Только управились с холерой, как через Москву погнали в Сибирь участников польского восстания. До этого их долго томили в казематах Варшавы, потом везли со всеми жандармскими строгостями, одежда на них истлела, они голодали, а средь ссыльных были и женщины с детьми. Напрасно Бенкендорф подгонял князя, чтобы этап в Москве не задерживался, – князь Дмитрий Владимирович, напротив, приказал задержать этап в Москве:
– Закон и совесть – вещи разные! Пока я поляков не накормлю и пока не одену их, этап никуда из Москвы не тронется…
В этом много помогла мужу Татьяна Васильевна: женщина сострадательная, она не только свое отдала, но и устроила сбор теплых вещей и мехов среди жителей, а поляки потом долго хранили память о Москве, как о добром городе с добрыми жителями. Между прочим, наблюдение за тюрьмами и бытом арестантов свело Голицына с известным Федором Гаазом, врачом-филантропом, один помогал другому, и, кажется, оба они преуспели в помощи несчастным. Но доктор Гааз никогда не достиг бы своих целей, если бы не его титулованный покровитель. “Независимый и не нуждавшийся в средствах, прямодушно преданный без искательства, властный без ненужного проявления власти, неизменно вежливый, приветливый и снисходительный, екатерининский вельможа по приемам, передовой человек своего времени по идеям”, – князь Дмитрий Владимирович Голицын, в таких словах описанный гуманистом Анатолием Кони, сделал для участи арестантов то, что не мог бы исполнить доктор Гааз… Мешают тюремщики – князь пишет министрам, министры противятся – пишет императору, Николай I не согласен с ним – князь пишет прямо в Берлин прусскому королю, чтобы воздействовал на свою сестрицу, жену Николая I, а уж она-то “вдудит” в ухо императору то, что нужно ему, князю Голицыну, и что крайне необходимо для русских каторжников, дабы облегчить их страдания в тюрьмах и на этапах… Спрашивается: кто бы стал слушать одного только доктора Гааза? Да никто!
Дочери уже стали замужними дамами, сыновья начинали офицерскую карьеру, а князь Голицын, доверив жене дела Общества садоводства, по-прежнему не избегал женских чар, отличаясь от других мужчин его возраста почти юношескою ветреностью. Балерина Лопухина, ощутив инстинктом женского сердца, что разлука с князем все равно неизбежна, просила “отступного”, но Дмитрий Владимирович сказал, что лишних денег у него не водится, а какие есть – забирает жена на разведение папоротников и кактусов.

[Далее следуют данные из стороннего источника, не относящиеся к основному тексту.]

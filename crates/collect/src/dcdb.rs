//! DCDB (crowdsourced bathymetry) workflow.

use std::path::PathBuf;

use tracing::debug;

use vbicompare_cloud::csb::group_by_platform;
use vbicompare_cloud::CsbTrack;
use vbicompare_core::naming::{key_file_name, ListKind};
use vbicompare_core::{DataSource, Region};

use crate::downloader::{now, sync_object, Downloader};
use crate::error::Result;
use crate::layout::ensure_with_archive;
use crate::reporter::Reporter;

/// How tracks are looked up on the CSB service.
#[derive(Debug, Clone, Copy)]
pub(crate) enum TrackQuery<'a> {
    Vessels(&'a [String]),
    Regions(&'a [Region]),
}

pub(crate) struct DcdbOutcome {
    pub list: PathBuf,
    /// Tracks whose files were available in the bucket.
    pub tracks: Vec<CsbTrack>,
}

impl Downloader {
    /// Collect the CSB files matching `query`.
    ///
    /// Returns `None` when nothing was available and the job was cancelled.
    pub(crate) async fn collect_dcdb(
        &self,
        query: TrackQuery<'_>,
        reporter: &mut Reporter,
    ) -> Result<Option<DcdbOutcome>> {
        let dir = self.layout.ensure_source_dir(DataSource::Dcdb)?;
        reporter.info(format!("DCDB data path: {}", dir.display()));
        reporter.step_done();

        let tracks = self.discover_tracks(query, reporter).await?;
        reporter.step_done();
        if tracks.is_empty() {
            reporter.cancel("No CSB data available for the requested search.");
            return Ok(None);
        }

        let groups = group_by_platform(tracks);
        let local = self.request.mode.is_local();
        if local {
            for group in &groups {
                ensure_with_archive(&self.layout.platform_dir(&group.platform))?;
            }
            reporter.step_done();
        }

        let bucket = &self.sources.dcdb;
        let mut entries: Vec<String> = Vec::new();
        let mut available: Vec<CsbTrack> = Vec::new();

        for group in groups {
            reporter.success(format!("Collecting CSB data for platform: {}", group.platform));
            let platform_dir = self.layout.platform_dir(&group.platform);

            for track in group.tracks {
                let key = match track.object_key() {
                    Ok(key) => key,
                    Err(e) => {
                        reporter.warning(format!("Skipping CSB file {}: {e}", track.name));
                        continue;
                    }
                };

                let Some(size) = bucket.head(&key).await? else {
                    reporter.warning(format!(
                        "{} does not exist in DCDB AWS bucket. Skipping",
                        key_file_name(&key)
                    ));
                    continue;
                };

                let entry = if local {
                    sync_object(bucket, &key, size, &platform_dir, reporter)
                        .await?
                        .display()
                        .to_string()
                } else {
                    bucket.s3_url(&key)
                };
                entries.push(entry);
                reporter.trackline(&track.platform, track.path.clone());
                available.push(track);
            }
        }
        reporter.step_done();

        if entries.is_empty() {
            reporter.cancel("None of the CSB files are available in the DCDB AWS bucket.");
            return Ok(None);
        }

        let kind = if local { ListKind::FilePaths } else { ListKind::S3Urls };
        let list = self.layout.write_list(DataSource::Dcdb, kind, &entries, now())?;
        reporter.success(format!(
            "{} created at {}",
            list.file_name().unwrap_or_default().to_string_lossy(),
            dir.display()
        ));
        reporter.step_done();

        Ok(Some(DcdbOutcome {
            list,
            tracks: available,
        }))
    }

    /// Every track matching `query`, unique by file name in service order.
    async fn discover_tracks(&self, query: TrackQuery<'_>, reporter: &Reporter) -> Result<Vec<CsbTrack>> {
        let csb = &self.sources.csb;
        let mut found: Vec<CsbTrack> = Vec::new();
        fn keep(track: CsbTrack, found: &mut Vec<CsbTrack>) {
            if !found.iter().any(|t| t.name == track.name) {
                found.push(track);
            }
        }

        match query {
            TrackQuery::Vessels(names) => {
                for name in names {
                    let search = csb.tracks_for_platform(name).await?;
                    let tracks = search.found;
                    if tracks.is_empty() {
                        reporter.warning(format!("No CSB data found for vessel: {name}"));
                        continue;
                    }
                    reporter.info(format!("{} CSB files found for vessel: {name}", tracks.len()));
                    if search.truncated {
                        reporter.warning(format!(
                            "CSB search for vessel {name} stopped at {} files; the rest were not collected.",
                            tracks.len()
                        ));
                    }
                    for track in tracks {
                        keep(track, &mut found);
                    }
                }
            }
            TrackQuery::Regions(regions) => {
                for region in regions {
                    let search = csb.tracks_in_region(region).await?;
                    debug!(region = %region, platforms = search.found.len(), "area search");
                    if search.truncated {
                        let files: usize = search.found.iter().map(|g| g.tracks.len()).sum();
                        reporter.warning(format!(
                            "CSB search for area {region} stopped at {files} files; the rest were not collected."
                        ));
                    }
                    for group in search.found {
                        reporter.info(format!(
                            "{} CSB files found for platform: {}",
                            group.tracks.len(),
                            group.platform
                        ));
                        for track in group.tracks {
                            keep(track, &mut found);
                        }
                    }
                }
            }
        }

        Ok(found)
    }
}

Это никак не устраивало женщину, она заплакала:
– Я отдала вам, князь, все самое трепетное, что имела, и… что же? Так и оставаться теперь в кордебалете?

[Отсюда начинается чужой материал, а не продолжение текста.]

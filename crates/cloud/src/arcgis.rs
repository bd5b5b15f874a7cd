//! ArcGIS REST `MapServer/<layer>/query` data types and paging.
//!
//! Lightweight serde models covering the subset of the feature-query response
//! the NOAA chart and CSB services return: attributes, polygon rings,
//! polyline paths, the transfer-limit flag and service-level errors.

use serde::Deserialize;
use serde_json::{json, Map, Value};
use tracing::{debug, warn};

use vbicompare_core::{BBox, GeoPoint};

use crate::error::{CloudError, Result};
use crate::http::HttpClient;

/// WKID of WGS84, used for every geometry sent and requested.
pub const WGS84_WKID: u32 = 4326;

// ---------------------------------------------------------------------------
// Response
// ---------------------------------------------------------------------------

/// Response of a feature query.
#[derive(Debug, Clone, Default, Deserialize)]
pub struct FeatureSet {
    #[serde(default)]
    pub features: Vec<Feature>,

    /// More features match than were returned.
    #[serde(default, rename = "exceededTransferLimit")]
    pub exceeded_transfer_limit: bool,

    #[serde(default)]
    pub error: Option<ServiceError>,

    /// Some servers answer `{"status": "error", ...}` instead of an `error` object.
    #[serde(default)]
    pub status: Option<String>,

    #[serde(default)]
    pub messages: Vec<String>,
}

impl FeatureSet {
    /// Turn embedded service errors into `Err`.
    pub fn into_result(self) -> Result<Self> {
        if let Some(err) = self.error {
            let mut message = err.message;
            if !err.details.is_empty() {
                message = format!("{message} ({})", err.details.join("; "));
            }
            return Err(CloudError::Service {
                code: err.code,
                message,
            });
        }
        if self.status.as_deref() == Some("error") {
            return Err(CloudError::Service {
                code: 0,
                message: if self.messages.is_empty() {
                    "service reported an error".to_string()
                } else {
                    self.messages.join("; ")
                },
            });
        }
        Ok(self)
    }
}

/// `{"error": {...}}` body of a failed query.
#[derive(Debug, Clone, Deserialize)]
pub struct ServiceError {
    #[serde(default)]
    pub code: i64,
    #[serde(default)]
    pub message: String,
    #[serde(default)]
    pub details: Vec<String>,
}

/// One feature: attribute map plus optional geometry.
#[derive(Debug, Clone, Deserialize)]
pub struct Feature {
    #[serde(default)]
    pub attributes: Map<String, Value>,
    #[serde(default)]
    pub geometry: Option<Geometry>,
}

impl Feature {
    /// String attribute, matched case-insensitively.
    pub fn attr_str(&self, name: &str) -> Option<&str> {
        self.attributes
            .iter()
            .find(|(k, _)| k.eq_ignore_ascii_case(name))
            .and_then(|(_, v)| v.as_str())
    }

    /// First ring of a polygon geometry.
    pub fn first_ring(&self) -> Option<Vec<GeoPoint>> {
        self.geometry.as_ref()?.rings.first().map(|r| to_points(r))
    }

    /// First path of a polyline geometry.
    pub fn first_path(&self) -> Option<Vec<GeoPoint>> {
        self.geometry.as_ref()?.paths.first().map(|p| to_points(p))
    }
}

/// Polygon (`rings`) or polyline (`paths`) geometry.
///
/// Vertices are `[x, y]` with optional trailing z/m values.
#[derive(Debug, Clone, Default, Deserialize)]
pub struct Geometry {
    #[serde(default)]
    pub rings: Vec<Vec<Vec<f64>>>,
    #[serde(default)]
    pub paths: Vec<Vec<Vec<f64>>>,
}

impl Geometry {
    /// Lon/lat extent of every vertex.
    pub fn extent(&self) -> Option<BBox> {
        BBox::enclosing(
            self.rings
                .iter()
                .chain(self.paths.iter())
                .flatten()
                .filter(|v| v.len() >= 2)
                .map(|v| (v[0], v[1])),
        )
    }
}

fn to_points(vertices: &[Vec<f64>]) -> Vec<GeoPoint> {
    vertices
        .iter()
        .filter(|v| v.len() >= 2)
        .map(|v| GeoPoint::new(v[1], v[0]))
        .collect()
}

// ---------------------------------------------------------------------------
// Request
// ---------------------------------------------------------------------------

/// Parameters of a feature query.
#[derive(Debug, Clone)]
pub struct QueryParams {
    where_clause: Option<String>,
    geometry: Option<(String, &'static str)>,
    return_geometry: bool,
}

impl QueryParams {
    pub fn new() -> Self {
        Self {
            where_clause: None,
            geometry: None,
            return_geometry: true,
        }
    }

    /// SQL `where` clause.
    pub fn where_clause(mut self, clause: impl Into<String>) -> Self {
        self.where_clause = Some(clause.into());
        self
    }

    /// `field = 'value'`, with single quotes in the value escaped.
    pub fn where_eq(self, field: &str, value: &str) -> Self {
        self.where_clause(format!("{field} = '{}'", value.replace('\'', "''")))
    }

    /// Features intersecting a WGS84 envelope.
    pub fn envelope(mut self, bbox: &BBox) -> Self {
        let geom = json!({
            "xmin": bbox.min_x,
            "ymin": bbox.min_y,
            "xmax": bbox.max_x,
            "ymax": bbox.max_y,
            "spatialReference": { "wkid": WGS84_WKID },
        });
        self.geometry = Some((geom.to_string(), "esriGeometryEnvelope"));
        self
    }

    /// Features intersecting a WGS84 polyline.
    pub fn polyline(mut self, paths: &[Vec<GeoPoint>]) -> Self {
        let paths: Vec<Vec<[f64; 2]>> = paths
            .iter()
            .map(|p| p.iter().map(|pt| [pt.lon, pt.lat]).collect())
            .collect();
        let geom = json!({
            "paths": paths,
            "spatialReference": { "wkid": WGS84_WKID },
        });
        self.geometry = Some((geom.to_string(), "esriGeometryPolyline"));
        self
    }

    pub fn return_geometry(mut self, yes: bool) -> Self {
        self.return_geometry = yes;
        self
    }

    /// Whether the request is large enough to need a form POST.
    pub fn is_polyline(&self) -> bool {
        matches!(self.geometry, Some((_, "esriGeometryPolyline")))
    }

    /// Key/value pairs for one page of the query.
    pub fn to_pairs(&self, page: Option<(usize, usize)>) -> Vec<(String, String)> {
        let mut pairs: Vec<(String, String)> = Vec::with_capacity(12);
        let mut push = |k: &str, v: String| pairs.push((k.to_string(), v));

        push("where", self.where_clause.clone().unwrap_or_else(|| "1=1".to_string()));
        if let Some((geom, kind)) = &self.geometry {
            push("geometry", geom.clone());
            push("geometryType", kind.to_string());
            push("inSR", WGS84_WKID.to_string());
            push("spatialRel", "esriSpatialRelIntersects".to_string());
        }
        push("outFields", "*".to_string());
        push("returnGeometry", self.return_geometry.to_string());
        push("outSR", WGS84_WKID.to_string());
        if let Some((offset, count)) = page {
            push("resultOffset", offset.to_string());
            push("resultRecordCount", count.to_string());
        }
        push("f", "json".to_string());
        pairs
    }
}

impl Default for QueryParams {
    fn default() -> Self {
        Self::new()
    }
}

/// Page size and overall cap for [`FeatureLayer::query_all`].
#[derive(Debug, Clone, Copy)]
pub struct Paging {
    pub page_size: usize,
    pub max_features: usize,
}

impl Default for Paging {
    fn default() -> Self {
        Self {
            page_size: 1000,
            max_features: 10_000,
        }
    }
}

// ---------------------------------------------------------------------------
// Layer
// ---------------------------------------------------------------------------

/// Features gathered by [`FeatureLayer::query_all`].
#[derive(Debug, Clone, Default)]
pub struct QueryResult {
    pub features: Vec<Feature>,
    /// The service matched more than `max_features`; the rest were dropped.
    pub truncated: bool,
}

/// One queryable `MapServer/<layer>` endpoint.
#[derive(Clone)]
pub struct FeatureLayer {
    http: HttpClient,
    query_url: String,
}

impl FeatureLayer {
    /// `service_url` is the `.../MapServer` root.
    pub fn new(http: HttpClient, service_url: &str, layer: u8) -> Self {
        let base = service_url.trim_end_matches('/');
        Self {
            http,
            query_url: format!("{base}/{layer}/query"),
        }
    }

    pub fn query_url(&self) -> &str {
        &self.query_url
    }

    /// Execute one page of the query.
    pub async fn query(&self, params: &QueryParams, page: Option<(usize, usize)>) -> Result<FeatureSet> {
        let pairs = params.to_pairs(page);
        let set: FeatureSet = if params.is_polyline() {
            self.http.post_form_json(&self.query_url, &pairs).await?
        } else {
            self.http.get_json(&self.query_url, &pairs).await?
        };
        set.into_result()
    }

    /// Query with automatic paging, collecting up to `paging.max_features`.
    pub async fn query_all(&self, params: &QueryParams, paging: Paging) -> Result<QueryResult> {
        let mut all: Vec<Feature> = Vec::new();
        let page_size = paging.page_size.max(1);
        let mut more;

        loop {
            let page = self.query(params, Some((all.len(), page_size))).await?;
            let returned = page.features.len();
            all.extend(page.features);
            more = page.exceeded_transfer_limit && returned > 0;

            debug!(url = %self.query_url, returned, total = all.len(), "query page");

            if !more || all.len() >= paging.max_features {
                break;
            }
        }

        let truncated = all.len() > paging.max_features || (more && all.len() >= paging.max_features);
        if truncated {
            warn!(
                url = %self.query_url,
                max_features = paging.max_features,
                "query stopped at the feature cap; remaining features dropped"
            );
        }
        all.truncate(paging.max_features);
        Ok(QueryResult {
            features: all,
            truncated,
        })
    }
}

– Зачем? На прощание я сделаю из тебя богатую княгиню…
Обещал – и сделал! Впрочем, читатель, не надо думать, что Голицын сильно утомился, делая из балерины княгиню. Совсем нет. Был в Москве большой дурак князь Хилков, чуть ли не с детства возмечтавший получить ключ камергера двора его императорского величества, носимый, как известно, на том самом месте, по которому всем людям, начиная от колыбели, дают хорошего шпандыря.